ERP and cryptocurrencies - where do we stand?

During the last year or so, various news events relating to nextgen mediums of exchange called cryptocurrencies have become relevant to commercial operations. While many assume that these processes have little to do with ERP, this assertion is untrue, since underlying technologies associated with the crypto model offers a host of business values, particularly when they come to securing globalized financial transactions and future-proofing at large.

Consequently, since ERP platforms are evolving to include more transaction-based processes, we thought we’d take a look at cryptocurrencies and how they might apply to the development of future ERP systems. To begin, let’s define what crypto does versus today’s real world.

What cryptosystems do, and don’t offer

According to Investopedia, cryptocurrency is defined as; “…a virtualized medium of exchange that utilizes cryptographic characteristics to ensure transaction security. At a practical level, this definition means that individual or clustered transactions referred to as ‘exchange tokens’ are not created, issued or managed by formal, and/or centralized authorities, thereby rendering those transactions theoretically immune to interference from outside manipulation.”

Now, what does that mean to the ERP operator? Consider the sale and purchase of a simple widget sold by an online outlet for example.
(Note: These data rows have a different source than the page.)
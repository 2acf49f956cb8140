use anyhow::{Context, Result};
use clap::{Parser, Subcommand};
use std::path::{Path, PathBuf};

use auction_ledger::{csv_io, export_file, import_file, logging, AuctionSession, Settings};

#[derive(Debug, Parser)]
#[command(name = "auction-ledger", version, about = "Live sports-auction ledger")]
struct Cli {
    /// Settings file (JSON). Missing file means defaults.
    #[arg(long, default_value = "auction.json")]
    settings: PathBuf,

    /// Player CSV to load instead of the seed roster
    #[arg(long)]
    players: Option<PathBuf>,

    /// Debug logging
    #[arg(short, long)]
    verbose: bool,

    #[command(subcommand)]
    command: Option<Mode>,
}

#[derive(Debug, Subcommand)]
enum Mode {
    /// Interactive auctioneer dashboard (default)
    Tui,
    /// Print team standings
    Stats,
    /// Write the player table to a CSV file
    Export { out: PathBuf },
    /// Validate a player CSV without loading it
    Check { csv: PathBuf },
}

fn load_session(cli: &Cli) -> Result<AuctionSession> {
    let settings = Settings::load_or_default(&cli.settings)?;

    let players_path = cli.players.clone().or_else(|| settings.players_csv.clone());
    let players = match players_path {
        Some(path) => {
            let players = import_file(&path)?;
            tracing::info!(count = players.len(), path = ?path, "loaded players");
            Some(players)
        }
        None => None,
    };

    Ok(AuctionSession::from_settings(&settings, players))
}

fn main() -> Result<()> {
    let cli = Cli::parse();

    // The TUI owns the terminal; logging would draw over it
    if !matches!(cli.command, None | Some(Mode::Tui)) {
        logging::init(cli.verbose, false);
    }

    run(&cli)
}

fn run(cli: &Cli) -> Result<()> {
    match &cli.command {
        None | Some(Mode::Tui) => run_ui_mode(load_session(cli)?, &cli.settings)?,
        Some(Mode::Stats) => print_stats(&load_session(cli)?),
        Some(Mode::Export { out }) => run_export(&load_session(cli)?, out)?,
        // needs no session
        Some(Mode::Check { csv }) => run_check(csv)?,
    }

    Ok(())
}

fn print_stats(session: &AuctionSession) {
    let config = session.config();
    let summary = session.dashboard();

    println!("📊 Team Standings");
    println!("━━━━━━━━━━━━━━━━━━━━━━━━━━━━━━━━━━━━━━━━━━━━━━━━━━━━━━━━━━━━━━━━━━━━━━━━━━");
    println!(
        "{:<22} {:>7} {:>8} {:>8} {:>11} {:>4} {:>4} {:>4}",
        "Team", "Squad", "Spent", "Purse", "Disposable", "🏏", "🏸", "🏓"
    );
    for s in &summary.teams {
        println!(
            "{:<22} {:>3}/{:<3} {:>8} {:>8} {:>11} {:>4} {:>4} {:>4}",
            s.team, s.count, config.max_squad_size, s.spent, s.purse, s.disposable, s.cricket, s.badminton, s.tt
        );
    }
    println!("━━━━━━━━━━━━━━━━━━━━━━━━━━━━━━━━━━━━━━━━━━━━━━━━━━━━━━━━━━━━━━━━━━━━━━━━━━");
    println!(
        "Total Sold: {} ({} remaining of {} slots)",
        summary.total_sold, summary.remaining, summary.total_slots
    );
    for top in &summary.top_bids {
        match &top.player {
            Some(p) => println!("{} Top {}: {} @ ₹{}", top.sport.icon(), top.sport, p.name, p.price),
            None => println!("{} Top {}: No Bids", top.sport.icon(), top.sport),
        }
    }
}

fn run_export(session: &AuctionSession, out: &Path) -> Result<()> {
    export_file(out, session.players())?;
    println!("✓ Exported {} players to {:?}", session.players().len(), out);
    Ok(())
}

fn run_check(path: &Path) -> Result<()> {
    let file = std::fs::File::open(path).with_context(|| format!("Failed to open {:?}", path))?;
    match csv_io::import_players(file) {
        Ok(players) => {
            let sold = players.iter().filter(|p| p.is_sold()).count();
            println!("✓ {:?} is valid: {} players ({} sold)", path, players.len(), sold);
            Ok(())
        }
        Err(e) => {
            eprintln!("❌ {}", e);
            std::process::exit(1);
        }
    }
}

#[cfg(feature = "tui")]
fn run_ui_mode(session: AuctionSession, settings_path: &Path) -> Result<()> {
    println!("🖥️  Loading Auction Ledger UI...\n");

    let mut app = auction_ledger::ui::App::new(session).with_settings_path(settings_path);
    auction_ledger::ui::run_ui(&mut app)?;

    println!("\n✅ UI closed successfully");

    Ok(())
}

#[cfg(not(feature = "tui"))]
fn run_ui_mode(_session: AuctionSession, _settings_path: &Path) -> Result<()> {
    eprintln!("❌ TUI mode not available!");
    eprintln!("   Rebuild with: cargo build --features tui");
    eprintln!("   Or use the API: cargo run --bin auction-server --features server");
    std::process::exit(1);
}

#[cfg(test)]
mod tests {
    use super::*;
    use std::fs;

    #[test]
    fn test_check_ignores_broken_player_roster() {
        let dir = tempfile::tempdir().unwrap();
        let broken = dir.path().join("broken.csv");
        fs::write(&broken, "Name,Cricket\nRohit,A\n").unwrap();
        let good = dir.path().join("good.csv");
        fs::write(&good, "Name,Cricket,Badminton,TT\nRohit,A,0,0\n").unwrap();

        let settings = dir.path().join("auction.json");
        let cli = Cli::parse_from([
            "auction-ledger",
            "--settings",
            settings.to_str().unwrap(),
            "--players",
            broken.to_str().unwrap(),
            "check",
            good.to_str().unwrap(),
        ]);
        assert!(run(&cli).is_ok());

        // modes that need the roster still report it
        let out = dir.path().join("out.csv");
        let cli = Cli::parse_from([
            "auction-ledger",
            "--settings",
            settings.to_str().unwrap(),
            "--players",
            broken.to_str().unwrap(),
            "export",
            out.to_str().unwrap(),
        ]);
        assert!(run(&cli).is_err());
        assert!(!out.exists());
    }
}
In pro forma terms, a typical legacy transaction loop looks like this;

1. The customer identifies a specific widget at a specific online widget store.

2. Customer contacts outlet, and executes a ‘tokenized’ order calling for a virtual purchase.

3. Outlet’s financial system acknowledges the purchase request and waits for a virtual sale authorization executed by the customer.

4. Customer executes a virtual transaction in order to complete the sale by means of a bank card number, or other transaction system such as a PayPal, or alternatively digitized cash value account.

Now, this is where things begin to get interesting from a transaction security management perspective.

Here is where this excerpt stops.